▸ Work instruction
Reply with one number: the count of lines in the data that hold the string "framing".

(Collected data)

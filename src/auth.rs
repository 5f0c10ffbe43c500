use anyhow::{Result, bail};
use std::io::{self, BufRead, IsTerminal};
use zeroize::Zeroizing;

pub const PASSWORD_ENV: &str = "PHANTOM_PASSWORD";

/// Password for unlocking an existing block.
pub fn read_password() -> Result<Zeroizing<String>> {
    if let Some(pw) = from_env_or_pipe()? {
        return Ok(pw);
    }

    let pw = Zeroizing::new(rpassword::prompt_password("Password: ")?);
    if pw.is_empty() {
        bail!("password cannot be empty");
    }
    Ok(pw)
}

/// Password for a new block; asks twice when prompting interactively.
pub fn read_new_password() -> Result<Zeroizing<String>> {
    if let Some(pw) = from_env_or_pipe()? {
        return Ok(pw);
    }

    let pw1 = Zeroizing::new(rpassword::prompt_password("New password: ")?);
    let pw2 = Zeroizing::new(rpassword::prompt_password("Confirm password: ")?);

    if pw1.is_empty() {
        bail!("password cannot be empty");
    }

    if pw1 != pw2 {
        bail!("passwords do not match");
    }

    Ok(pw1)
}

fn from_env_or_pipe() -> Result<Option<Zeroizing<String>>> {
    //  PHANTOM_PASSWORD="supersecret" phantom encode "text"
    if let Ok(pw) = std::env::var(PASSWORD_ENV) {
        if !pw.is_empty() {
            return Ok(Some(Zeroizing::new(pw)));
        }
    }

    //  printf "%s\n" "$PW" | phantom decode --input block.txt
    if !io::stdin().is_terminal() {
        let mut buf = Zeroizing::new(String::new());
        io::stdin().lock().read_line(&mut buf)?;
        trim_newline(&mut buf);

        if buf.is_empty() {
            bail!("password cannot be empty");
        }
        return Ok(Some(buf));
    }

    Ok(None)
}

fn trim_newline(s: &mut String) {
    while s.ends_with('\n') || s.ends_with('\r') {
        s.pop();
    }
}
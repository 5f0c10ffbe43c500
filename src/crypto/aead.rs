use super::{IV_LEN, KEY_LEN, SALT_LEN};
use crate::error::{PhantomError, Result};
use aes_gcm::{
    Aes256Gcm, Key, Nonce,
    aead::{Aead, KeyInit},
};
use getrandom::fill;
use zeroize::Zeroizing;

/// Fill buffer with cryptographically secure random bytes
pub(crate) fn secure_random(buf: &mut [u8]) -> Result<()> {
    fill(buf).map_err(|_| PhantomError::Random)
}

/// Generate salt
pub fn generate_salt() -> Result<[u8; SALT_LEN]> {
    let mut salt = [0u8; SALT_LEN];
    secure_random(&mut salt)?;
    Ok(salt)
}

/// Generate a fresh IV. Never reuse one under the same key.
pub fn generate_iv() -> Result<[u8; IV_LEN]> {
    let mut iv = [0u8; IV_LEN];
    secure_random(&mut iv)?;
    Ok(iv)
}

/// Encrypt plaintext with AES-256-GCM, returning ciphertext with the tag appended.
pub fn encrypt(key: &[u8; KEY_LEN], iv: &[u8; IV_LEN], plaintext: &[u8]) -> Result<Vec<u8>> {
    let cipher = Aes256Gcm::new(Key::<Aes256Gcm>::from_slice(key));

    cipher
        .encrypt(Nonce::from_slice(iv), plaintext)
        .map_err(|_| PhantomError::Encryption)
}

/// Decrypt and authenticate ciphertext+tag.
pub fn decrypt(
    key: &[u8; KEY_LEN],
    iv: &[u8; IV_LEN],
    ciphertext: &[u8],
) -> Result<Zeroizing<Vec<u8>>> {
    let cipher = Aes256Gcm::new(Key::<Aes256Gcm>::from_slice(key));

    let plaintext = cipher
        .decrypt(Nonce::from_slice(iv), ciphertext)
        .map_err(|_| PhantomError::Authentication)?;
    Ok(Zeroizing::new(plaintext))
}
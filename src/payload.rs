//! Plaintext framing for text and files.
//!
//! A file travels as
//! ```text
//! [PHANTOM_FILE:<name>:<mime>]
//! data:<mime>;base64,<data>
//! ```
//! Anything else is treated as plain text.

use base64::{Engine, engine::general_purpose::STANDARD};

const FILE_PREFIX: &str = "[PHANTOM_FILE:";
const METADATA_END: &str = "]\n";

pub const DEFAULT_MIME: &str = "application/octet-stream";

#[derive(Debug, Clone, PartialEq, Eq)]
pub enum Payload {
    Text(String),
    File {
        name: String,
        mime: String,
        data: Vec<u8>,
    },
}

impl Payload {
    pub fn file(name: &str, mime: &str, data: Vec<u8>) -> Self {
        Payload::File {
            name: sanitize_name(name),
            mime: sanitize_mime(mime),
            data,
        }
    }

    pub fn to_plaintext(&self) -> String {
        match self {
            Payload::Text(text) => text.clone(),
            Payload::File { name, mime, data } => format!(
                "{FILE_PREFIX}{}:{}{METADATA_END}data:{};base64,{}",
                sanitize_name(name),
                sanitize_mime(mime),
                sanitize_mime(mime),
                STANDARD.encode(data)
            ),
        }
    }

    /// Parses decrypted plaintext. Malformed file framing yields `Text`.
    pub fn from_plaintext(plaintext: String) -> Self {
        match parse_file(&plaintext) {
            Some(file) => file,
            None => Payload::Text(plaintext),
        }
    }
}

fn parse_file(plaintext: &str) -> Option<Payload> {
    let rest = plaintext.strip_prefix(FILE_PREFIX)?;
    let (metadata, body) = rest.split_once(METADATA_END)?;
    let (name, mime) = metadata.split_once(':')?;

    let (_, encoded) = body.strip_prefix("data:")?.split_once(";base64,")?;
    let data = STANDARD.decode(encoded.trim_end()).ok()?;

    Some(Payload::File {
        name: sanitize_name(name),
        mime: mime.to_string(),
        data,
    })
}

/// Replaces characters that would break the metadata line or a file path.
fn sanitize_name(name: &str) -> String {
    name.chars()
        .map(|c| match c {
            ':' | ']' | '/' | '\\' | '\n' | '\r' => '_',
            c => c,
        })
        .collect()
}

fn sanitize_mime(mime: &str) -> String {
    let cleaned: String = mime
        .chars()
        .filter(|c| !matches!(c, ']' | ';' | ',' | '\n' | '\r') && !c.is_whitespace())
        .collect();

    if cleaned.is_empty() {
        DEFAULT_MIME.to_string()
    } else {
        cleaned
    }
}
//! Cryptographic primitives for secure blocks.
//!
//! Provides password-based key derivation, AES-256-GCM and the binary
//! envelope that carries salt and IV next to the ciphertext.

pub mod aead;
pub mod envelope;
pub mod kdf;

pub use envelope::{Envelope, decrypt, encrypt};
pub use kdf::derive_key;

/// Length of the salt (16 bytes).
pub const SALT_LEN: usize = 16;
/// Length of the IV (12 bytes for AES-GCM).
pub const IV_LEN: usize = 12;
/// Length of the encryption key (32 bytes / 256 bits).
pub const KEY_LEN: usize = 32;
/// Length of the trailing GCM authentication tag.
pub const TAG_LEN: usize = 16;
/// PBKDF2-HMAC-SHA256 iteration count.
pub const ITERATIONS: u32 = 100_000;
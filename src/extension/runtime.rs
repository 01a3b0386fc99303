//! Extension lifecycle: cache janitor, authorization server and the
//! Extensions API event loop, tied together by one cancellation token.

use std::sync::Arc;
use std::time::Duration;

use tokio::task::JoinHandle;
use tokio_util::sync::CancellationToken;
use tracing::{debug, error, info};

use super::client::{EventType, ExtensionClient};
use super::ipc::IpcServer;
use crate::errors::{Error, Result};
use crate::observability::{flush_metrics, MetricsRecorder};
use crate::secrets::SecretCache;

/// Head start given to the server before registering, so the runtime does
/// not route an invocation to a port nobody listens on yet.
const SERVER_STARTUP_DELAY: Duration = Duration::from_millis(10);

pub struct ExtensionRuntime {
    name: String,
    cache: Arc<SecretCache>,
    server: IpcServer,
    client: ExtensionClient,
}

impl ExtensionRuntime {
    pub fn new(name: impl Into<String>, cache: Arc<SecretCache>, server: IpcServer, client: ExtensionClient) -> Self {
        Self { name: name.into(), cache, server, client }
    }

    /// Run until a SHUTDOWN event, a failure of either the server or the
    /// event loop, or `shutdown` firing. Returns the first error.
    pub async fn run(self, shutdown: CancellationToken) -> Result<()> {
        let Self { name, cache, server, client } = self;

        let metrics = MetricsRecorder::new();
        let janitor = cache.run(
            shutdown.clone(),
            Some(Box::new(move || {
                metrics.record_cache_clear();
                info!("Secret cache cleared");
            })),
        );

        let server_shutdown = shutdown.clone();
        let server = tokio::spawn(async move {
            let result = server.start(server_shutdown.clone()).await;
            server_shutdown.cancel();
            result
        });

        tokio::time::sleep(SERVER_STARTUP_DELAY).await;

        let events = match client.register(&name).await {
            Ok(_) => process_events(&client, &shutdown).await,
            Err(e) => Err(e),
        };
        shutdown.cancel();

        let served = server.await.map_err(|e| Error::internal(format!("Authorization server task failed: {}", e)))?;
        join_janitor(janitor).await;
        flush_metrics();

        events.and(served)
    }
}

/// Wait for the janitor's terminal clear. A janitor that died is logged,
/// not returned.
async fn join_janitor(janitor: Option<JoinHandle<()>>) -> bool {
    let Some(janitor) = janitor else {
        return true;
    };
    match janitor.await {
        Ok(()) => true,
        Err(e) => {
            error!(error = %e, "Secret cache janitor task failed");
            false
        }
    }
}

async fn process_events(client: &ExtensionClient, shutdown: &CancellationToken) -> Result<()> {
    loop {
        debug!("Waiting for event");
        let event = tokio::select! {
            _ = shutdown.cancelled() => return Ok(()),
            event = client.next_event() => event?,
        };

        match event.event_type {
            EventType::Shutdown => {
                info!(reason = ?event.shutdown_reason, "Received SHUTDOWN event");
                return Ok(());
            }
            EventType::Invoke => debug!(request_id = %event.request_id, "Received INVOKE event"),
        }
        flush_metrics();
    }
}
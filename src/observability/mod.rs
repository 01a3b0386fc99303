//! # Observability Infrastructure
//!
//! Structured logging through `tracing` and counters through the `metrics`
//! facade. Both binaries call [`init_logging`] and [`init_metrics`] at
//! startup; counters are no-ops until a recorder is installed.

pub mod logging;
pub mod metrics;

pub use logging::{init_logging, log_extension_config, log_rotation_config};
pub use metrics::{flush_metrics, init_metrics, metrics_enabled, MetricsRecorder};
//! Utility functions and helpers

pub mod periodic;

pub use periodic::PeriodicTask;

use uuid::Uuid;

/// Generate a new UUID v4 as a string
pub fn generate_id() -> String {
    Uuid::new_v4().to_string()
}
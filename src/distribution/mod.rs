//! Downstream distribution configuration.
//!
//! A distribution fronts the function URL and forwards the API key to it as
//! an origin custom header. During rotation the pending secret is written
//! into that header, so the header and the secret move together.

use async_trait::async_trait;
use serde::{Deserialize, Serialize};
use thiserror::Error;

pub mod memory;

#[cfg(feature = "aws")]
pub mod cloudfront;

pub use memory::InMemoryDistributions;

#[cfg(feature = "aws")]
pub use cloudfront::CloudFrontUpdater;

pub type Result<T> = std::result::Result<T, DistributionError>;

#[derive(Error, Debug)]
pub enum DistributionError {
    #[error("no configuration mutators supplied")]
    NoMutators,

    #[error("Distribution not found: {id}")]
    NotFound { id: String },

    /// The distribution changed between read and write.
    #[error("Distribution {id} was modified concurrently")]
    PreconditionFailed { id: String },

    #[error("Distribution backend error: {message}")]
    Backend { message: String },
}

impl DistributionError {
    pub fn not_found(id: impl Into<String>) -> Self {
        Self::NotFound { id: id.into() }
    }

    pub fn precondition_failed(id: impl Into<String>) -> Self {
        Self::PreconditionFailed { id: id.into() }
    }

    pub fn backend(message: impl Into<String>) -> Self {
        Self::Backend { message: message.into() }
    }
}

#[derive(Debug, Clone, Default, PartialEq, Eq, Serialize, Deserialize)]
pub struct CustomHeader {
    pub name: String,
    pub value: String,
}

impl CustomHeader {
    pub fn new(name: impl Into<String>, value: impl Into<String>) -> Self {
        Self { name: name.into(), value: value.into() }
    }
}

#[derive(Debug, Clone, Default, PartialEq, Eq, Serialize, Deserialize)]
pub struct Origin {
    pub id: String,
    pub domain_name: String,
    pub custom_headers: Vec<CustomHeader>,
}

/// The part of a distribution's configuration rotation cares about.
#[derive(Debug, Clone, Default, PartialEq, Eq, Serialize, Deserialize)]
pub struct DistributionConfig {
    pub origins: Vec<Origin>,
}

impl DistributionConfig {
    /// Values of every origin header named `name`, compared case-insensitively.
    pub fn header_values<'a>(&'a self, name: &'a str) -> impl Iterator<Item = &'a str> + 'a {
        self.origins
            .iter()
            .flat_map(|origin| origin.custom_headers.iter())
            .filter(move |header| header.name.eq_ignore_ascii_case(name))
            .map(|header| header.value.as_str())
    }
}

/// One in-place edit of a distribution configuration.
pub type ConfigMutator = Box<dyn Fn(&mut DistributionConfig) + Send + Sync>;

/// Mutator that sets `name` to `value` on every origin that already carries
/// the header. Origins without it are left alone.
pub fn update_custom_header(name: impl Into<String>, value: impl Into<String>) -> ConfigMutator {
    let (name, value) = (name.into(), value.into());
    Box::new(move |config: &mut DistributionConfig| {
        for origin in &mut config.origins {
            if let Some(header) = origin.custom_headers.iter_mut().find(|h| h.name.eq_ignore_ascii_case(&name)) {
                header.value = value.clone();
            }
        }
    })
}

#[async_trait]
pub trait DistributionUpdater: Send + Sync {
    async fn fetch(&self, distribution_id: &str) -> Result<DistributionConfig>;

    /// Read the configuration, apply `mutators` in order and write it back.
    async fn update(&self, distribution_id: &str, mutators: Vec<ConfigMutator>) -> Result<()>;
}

▸ Solution to this problem
2